## Runge–Kutta in Haskell

Last time I implemented a Runge-Kutta method was in December 2001. Back then, I implemented the classical 4th order Runge-Kutta (RK4) method in C. However, in the past decade, whenever I needed a numerical solution of an ordinary differential equation (ODE), I used MATLAB. Now, I would like to use Haskell instead.

Consider the following initial value problem (IVP)

$\dot{x} (t) = f ( x (t) )$,     $x (t_0) = x_0$

where the vector field $f : \mathbb{R}^n \to \mathbb{R}^n$ and the initial condition $x_0$ are given. Solving an instance of the IVP consists of finding a function $x : [t_0, \infty) \to \mathbb{R}^n$ that satisfies both the differential equation and the initial condition.

Let $h > 0$ be the time-step, and let $t_k = t_0 + k h$ be the $k$-th time instant, where $k \in \mathbb{N}_0 := \{0, 1, 2, \dots\}$. Suppose that we solve a given instance of the IVP and obtain a closed-form solution $x : [t_0, \infty) \to \mathbb{R}^n$; we then discretize the closed-form solution to obtain an infinite sequence $x_0, x_1, x_2, \dots$ where $x_k = x (t_k)$. However, not all instances of the IVP have a closed-form solution (or even an analytic solution), and even in the cases where a closed-form solution does exist, it can be quite hard to find such a solution. Therefore, instead of discretizing the closed-form solution, one is tempted to discretize the ODE itself to obtain an approximation of the sequence $x_0, x_1, x_2, \dots$, which we will denote by $\tilde{x}_0, \tilde{x}_1, \tilde{x}_2, \dots$. We will call the approximate sequence a numerical solution.

Consider now the following discretized initial value problem (DIVP)

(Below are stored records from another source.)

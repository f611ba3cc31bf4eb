//! The built-in reference solver: a discretized-bath fit plus a
//! Hubbard-I-type self-energy. It stands in for an external
//! exact-diagonalization code behind the same interface.

use super::ImpuritySolver;
use crate::{spectral::MatsubaraSpace, SolverError};
use nalgebra::{DMatrix, DVector};
use ndarray::ArrayView1;
use num_complex::Complex;

// Ridge regularization keeping the normal equations invertible when bath
// poles are nearly degenerate on the imaginary axis.
const RIDGE: f64 = 1e-10;

/// Fits a finite bath `Delta_fit(z) = sum_k v_k^2 / (z - e_k)` to the sampled
/// hybridization and evaluates a Hubbard-I-type self-energy from the fit.
///
/// Bath energies are pinned to a uniform grid spanning the bandwidth implied
/// by the hybridization's first spectral moment; the couplings follow from a
/// ridge-regularized linear least-squares solve over the Matsubara samples.
/// The fit is the solver's only mutable state.
pub struct BathFitSolver {
    number_of_baths: usize,
    number_of_frequencies: usize,
    interaction: f64,
    beta: f64,
    occupancy: f64,
    bath_energies: Vec<f64>,
    bath_weights: Vec<f64>,
}

impl BathFitSolver {
    /// A fresh solver with an empty bath
    pub fn new(
        number_of_baths: usize,
        number_of_frequencies: usize,
        interaction: f64,
        beta: f64,
        occupancy: f64,
    ) -> Self {
        Self {
            number_of_baths,
            number_of_frequencies,
            interaction,
            beta,
            occupancy,
            bath_energies: Vec::new(),
            bath_weights: Vec::new(),
        }
    }

    /// The fitted effective hybridization
    pub fn fitted_hybridization(&self, z: Complex<f64>) -> Complex<f64> {
        self.bath_energies
            .iter()
            .zip(self.bath_weights.iter())
            .map(|(&energy, &weight)| Complex::from(weight) / (z - energy))
            .sum()
    }

    /// On-site interaction strength `U`
    pub fn interaction(&self) -> f64 {
        self.interaction
    }

    /// Inverse temperature the solver was built for
    pub fn beta(&self) -> f64 {
        self.beta
    }

    fn bath_grid(&self, half_bandwidth: f64) -> Vec<f64> {
        let nb = self.number_of_baths;
        if nb == 1 {
            return vec![0.];
        }
        (0..nb)
            .map(|k| half_bandwidth * (-1. + 2. * k as f64 / (nb - 1) as f64))
            .collect()
    }
}

impl ImpuritySolver for BathFitSolver {
    fn fit(
        &mut self,
        matsubara: &MatsubaraSpace,
        hybridization: ArrayView1<Complex<f64>>,
    ) -> Result<(), SolverError> {
        if hybridization.len() != self.number_of_frequencies
            || matsubara.num_points() != self.number_of_frequencies
        {
            return Err(SolverError::Dimensions {
                expected: self.number_of_frequencies,
                got: hybridization.len(),
            });
        }
        let frequencies = matsubara.frequencies();

        // Delta ~ m1 / z asymptotically; the first moment sets the bandwidth
        // the bath grid has to cover.
        let tail = hybridization[self.number_of_frequencies - 1]
            * frequencies[self.number_of_frequencies - 1];
        let half_bandwidth = 2. * tail.norm().sqrt().max(1.);
        let bath_energies = self.bath_grid(half_bandwidth);

        // Least squares for the weights with real and imaginary residuals
        // stacked, so the unknowns stay real.
        let nf = self.number_of_frequencies;
        let nb = self.number_of_baths;
        let design = DMatrix::from_fn(2 * nf, nb, |row, k| {
            let n = row % nf;
            let pole = Complex::from(1.) / (frequencies[n] - bath_energies[k]);
            if row < nf {
                pole.re
            } else {
                pole.im
            }
        });
        let target = DVector::from_fn(2 * nf, |row, _| {
            let n = row % nf;
            if row < nf {
                hybridization[n].re
            } else {
                hybridization[n].im
            }
        });
        let normal = design.transpose() * &design + DMatrix::identity(nb, nb) * RIDGE;
        let projected = design.transpose() * target;
        let weights = normal
            .lu()
            .solve(&projected)
            .ok_or_else(|| SolverError::Fit("bath normal equations are singular".into()))?;

        self.bath_energies = bath_energies;
        // couplings enter squared, so negative least-squares weights clamp to zero
        self.bath_weights = weights.iter().map(|w| w.max(0.)).collect();
        Ok(())
    }

    fn self_energy(&self, z: Complex<f64>) -> Complex<f64> {
        let n = self.occupancy;
        let u = self.interaction;
        let hartree = Complex::from(u * n);
        if self.bath_weights.is_empty() {
            return hartree;
        }
        hartree + Complex::from(u * u * n * (1. - n)) / (z - self.fitted_hybridization(z))
    }
}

$\tilde{x}_{k+1} = g ( \tilde{x}_k )$,     $\tilde{x}_0 = x_0$

where $g : \mathbb{R}^n \to \mathbb{R}^n$ depends on what particular numerical method one wants to use. We will use the (classical) 4th order Runge-Kutta (RK4) method [1], which is given by

$g (x) = \displaystyle x + \frac{1}{6} \left( k_1 + 2 k_2 + 2 k_3 + k_4 \right)$

where the $k_i$ variables are given by

$\begin{array}{rl} k_1 &= h f (x)\\\\ k_2 &= h f (x + \frac{1}{2} k_1)\\\\ k_3 &= h f (x + \frac{1}{2} k_2)\\\\ k_4 &= h f (x + k_3)\end{array}$

In a nutshell, one hopes that by making the time-step $h$ “small enough”, the numerical solution $\tilde{x}_0, \tilde{x}_1, \tilde{x}_2, \dots$ will be “close enough” to $x_0, x_1, x_2, \dots$, the discretization of the actual solution $x$. This hoping involves a fair amount of faith. Especially so if floating-point arithmetic is used, as underflow, overflow, and round-off error are not to be dismissed.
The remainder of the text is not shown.